On reaching its half century, New Musical Express (NME) has good reason to let out a sigh of relief.

Kerrang! has become the world's most popular music weekly
For many music fans, it remains the weekly bible, having chronicled - and in some cases created - the youth trends of the last 50 years and outlasted rivals like Melody Maker, Sounds and Record Mirror.

But it should not feel too smug, having just been overtaken by heavy rock magazine Kerrang! in the circulation stakes for the first time.

NME is now bought by 70,000 people per week, down from a high of 230,000 in the 1960s, and is struggling to win young readers who know nothing of its heritage and get their information elsewhere.

The internet and TV were not a factor in 1952 when a "New" was added to the Musical Express, a paper that doffed its hat to the pop stars of the day - big band leaders and crooners.

It championed rock and roll in the 1960s with candid access to bands like The Beatles that would be unheard of in today's era of zealous protection and marketing.

They started at the NME
Michael Winner
Clive James
Bob Geldof
Chrissie Hynde
Julie Burchill
Tony Parsons
Danny Baker
Stuart Maconie
At the height of its powers, in 1966, The Beatles, The Rolling Stones, The Who, The Small Faces and Roy Orbison were just some of the groups who played to 10,000 people in NME's annual poll winner's party.

But it was on the verge of closing after getting left behind by the rise of prog and psychedelica in the early 1970s.

It reinvented itself and gained the reputation that many still associate with it - one of an anarchic enthusiasm strewn with sharp, opinionated outbursts.

The Sunday People felt that it posed enough of a threat to the fabric of society to print the headline: "Must we fling this pop filth at our pop kids?"
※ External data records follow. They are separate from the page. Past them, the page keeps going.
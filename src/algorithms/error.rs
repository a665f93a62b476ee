//! Algorithm and catalog error types.

use thiserror::Error;

/// Result type for algorithm invocations.
pub type AlgorithmResult<T> = Result<T, AlgorithmError>;

/// Errors raised by an algorithm while it runs.
#[derive(Debug, Clone, PartialEq, Eq, Error)]
pub enum AlgorithmError {
    /// The algorithm needs at least one element.
    #[error("input sequence is empty")]
    EmptyInput,

    /// The workload does not have the shape the algorithm expects.
    #[error("expected a {expected} workload, got {actual}")]
    WorkloadMismatch {
        /// Workload shape the algorithm accepts.
        expected: &'static str,
        /// Workload shape that was supplied.
        actual: &'static str,
    },

    /// An intermediate result no longer fits the output type.
    #[error("arithmetic overflow computing {what} for n={n}")]
    Overflow {
        /// Quantity being computed.
        what: &'static str,
        /// Argument that overflowed.
        n: u64,
    },
}

/// Errors from looking up or editing a catalog.
#[derive(Debug, Clone, PartialEq, Eq, Error)]
pub enum CatalogError {
    /// No algorithm with this id exists in the catalog.
    #[error("unknown algorithm id: {0}")]
    UnknownAlgorithm(String),

    /// Two algorithms share an id.
    #[error("duplicate algorithm id: {0}")]
    DuplicateId(String),

    /// The selection would leave nothing to measure.
    #[error("catalog selection is empty")]
    EmptySelection,
}
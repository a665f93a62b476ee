//! # Complexity Harness
//!
//! Measures the wall-clock time of textbook algorithms across a sweep of
//! input sizes and presents the growth of each complexity class as a
//! console table and a terminal line chart.
//!
//! ## Features
//!
//! - A fixed catalog of algorithms from O(1) to O(n!)
//! - Per-algorithm size ceilings for exponential and factorial growth
//! - Fresh random input per algorithm, optionally seeded
//! - Table or JSON report, plus an interactive ratatui chart
//!
//! ## Architecture
//!
//! The [`harness::SizeGatedRunner`] walks the sizes in ascending order,
//! builds a [`harness::Dataset`] per size and times every admitted
//! [`algorithms::AlgorithmSpec`] through one uniform invocation contract.
//! The collected [`harness::SweepResults`] are then handed read-only to the
//! [`report`] and [`plot`] modules.

pub mod algorithms;
pub mod config;
pub mod harness;
pub mod logging;
pub mod plot;
pub mod report;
The Strokes at The Brits 2002
The Strokes owe much success to the NME
Writers like Nick Logan, Charles Shaar Murray and Nick Kent became legendary, while Julie Burchill and Tony Parsons were given their first writing jobs after answering an ad for "hip young gunslingers".

The NME office even provided a breeding ground for future rock stars, with Bob Geldof and The Pretenders' Chrissie Hynde getting pre-stardom jobs there.

The paper lost its way in the 1980s with the "hip-hop wars" about what should be covered breaking out between staff. But the indie fans won and the paper played a big part in the successes of The Smiths, Madchester and Britpop.

'Golden era'

"People grow old with the magazine and it constantly has to reinvent itself for each new generation," says Steve Sutherland who was editor between 1992-2000.

"It is testament to the editors and people who have worked on the title that that has happened. That has been because the magazine has always been run by music fans first and foremost."

Music fans grow up with the NME, he says - although most end up saying that it was not as good as it used to be.

"That is quite depressing until you discover that everybody's golden era is a different one, and it is part of the way people grow up," Mr Sutherland says.


NME has always been influential, with their backing - or lack of it - often making or breaking bands.

"I recall when I was editor, getting the staff into a room one day when Britpop took off and we were the first publication ever to put Oasis on the cover," Mr Sutherland says.

NME Originals
NME Originals will reprint material from the archives
"I said to these guys, 'Right , this is your time, you own this music, you own this era, you've made this happen. Now you've got to go out and enjoy it. You're part of history.'

"I think the music world would be very different if there hadn't been a publication like the NME."

More recently, several bands would not be stars if NME had not picked up on them - The Strokes, The White Stripes and The Hives.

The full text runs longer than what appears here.